*Try it*
Beginning with the first line of the material, set down each line exactly as written, up to and including the line with "tuple. Equivalent to".

*Records*
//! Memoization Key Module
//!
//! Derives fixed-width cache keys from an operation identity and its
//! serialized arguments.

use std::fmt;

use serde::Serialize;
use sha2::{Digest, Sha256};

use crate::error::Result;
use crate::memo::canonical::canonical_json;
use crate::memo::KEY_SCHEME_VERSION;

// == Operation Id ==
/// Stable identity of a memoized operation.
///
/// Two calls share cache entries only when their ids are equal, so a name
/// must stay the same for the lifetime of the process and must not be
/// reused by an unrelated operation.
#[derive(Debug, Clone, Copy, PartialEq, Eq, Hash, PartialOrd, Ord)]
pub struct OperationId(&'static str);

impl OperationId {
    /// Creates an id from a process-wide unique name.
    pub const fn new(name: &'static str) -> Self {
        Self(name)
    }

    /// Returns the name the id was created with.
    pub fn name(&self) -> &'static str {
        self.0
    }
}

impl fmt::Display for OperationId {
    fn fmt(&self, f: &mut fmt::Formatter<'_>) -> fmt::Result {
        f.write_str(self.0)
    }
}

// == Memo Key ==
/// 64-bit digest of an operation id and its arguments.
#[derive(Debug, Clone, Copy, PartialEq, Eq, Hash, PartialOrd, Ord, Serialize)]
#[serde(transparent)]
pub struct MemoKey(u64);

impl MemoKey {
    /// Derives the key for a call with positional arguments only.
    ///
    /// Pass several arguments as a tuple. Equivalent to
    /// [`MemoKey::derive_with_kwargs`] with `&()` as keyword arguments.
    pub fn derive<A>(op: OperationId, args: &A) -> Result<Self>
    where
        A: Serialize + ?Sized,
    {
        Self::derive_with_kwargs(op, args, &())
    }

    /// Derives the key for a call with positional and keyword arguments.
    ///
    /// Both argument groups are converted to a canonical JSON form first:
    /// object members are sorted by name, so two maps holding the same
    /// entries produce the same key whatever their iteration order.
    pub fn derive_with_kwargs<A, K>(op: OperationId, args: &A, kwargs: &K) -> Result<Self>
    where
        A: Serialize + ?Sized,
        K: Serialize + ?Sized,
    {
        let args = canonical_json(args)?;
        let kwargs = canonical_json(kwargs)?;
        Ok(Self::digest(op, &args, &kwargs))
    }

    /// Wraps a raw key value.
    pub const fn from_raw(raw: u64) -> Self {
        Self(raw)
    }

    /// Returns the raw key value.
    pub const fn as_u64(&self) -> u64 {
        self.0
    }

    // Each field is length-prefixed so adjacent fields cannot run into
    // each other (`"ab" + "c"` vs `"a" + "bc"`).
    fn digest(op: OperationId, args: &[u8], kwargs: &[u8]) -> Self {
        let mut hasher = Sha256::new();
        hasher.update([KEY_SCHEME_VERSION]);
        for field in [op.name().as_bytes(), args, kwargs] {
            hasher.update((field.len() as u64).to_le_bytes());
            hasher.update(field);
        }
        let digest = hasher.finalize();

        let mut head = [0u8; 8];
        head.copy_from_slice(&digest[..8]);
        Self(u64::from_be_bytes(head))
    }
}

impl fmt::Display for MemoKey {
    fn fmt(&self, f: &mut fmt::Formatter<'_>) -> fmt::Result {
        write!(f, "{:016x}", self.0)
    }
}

*Final answer*
//! Memoization Key Module
//!
//! Derives fixed-width cache keys from an operation identity and its
//! serialized arguments.

use std::fmt;

use serde::Serialize;
use sha2::{Digest, Sha256};

use crate::error::Result;
use crate::memo::canonical::canonical_json;
use crate::memo::KEY_SCHEME_VERSION;

// == Operation Id ==
/// Stable identity of a memoized operation.
///
/// Two calls share cache entries only when their ids are equal, so a name
/// must stay the same for the lifetime of the process and must not be
/// reused by an unrelated operation.
#[derive(Debug, Clone, Copy, PartialEq, Eq, Hash, PartialOrd, Ord)]
pub struct OperationId(&'static str);

impl OperationId {
    /// Creates an id from a process-wide unique name.
    pub const fn new(name: &'static str) -> Self {
        Self(name)
    }

    /// Returns the name the id was created with.
    pub fn name(&self) -> &'static str {
        self.0
    }
}

impl fmt::Display for OperationId {
    fn fmt(&self, f: &mut fmt::Formatter<'_>) -> fmt::Result {
        f.write_str(self.0)
    }
}

// == Memo Key ==
/// 64-bit digest of an operation id and its arguments.
#[derive(Debug, Clone, Copy, PartialEq, Eq, Hash, PartialOrd, Ord, Serialize)]
#[serde(transparent)]
pub struct MemoKey(u64);

impl MemoKey {
    /// Derives the key for a call with positional arguments only.
    ///
    /// Pass several arguments as a tuple. Equivalent to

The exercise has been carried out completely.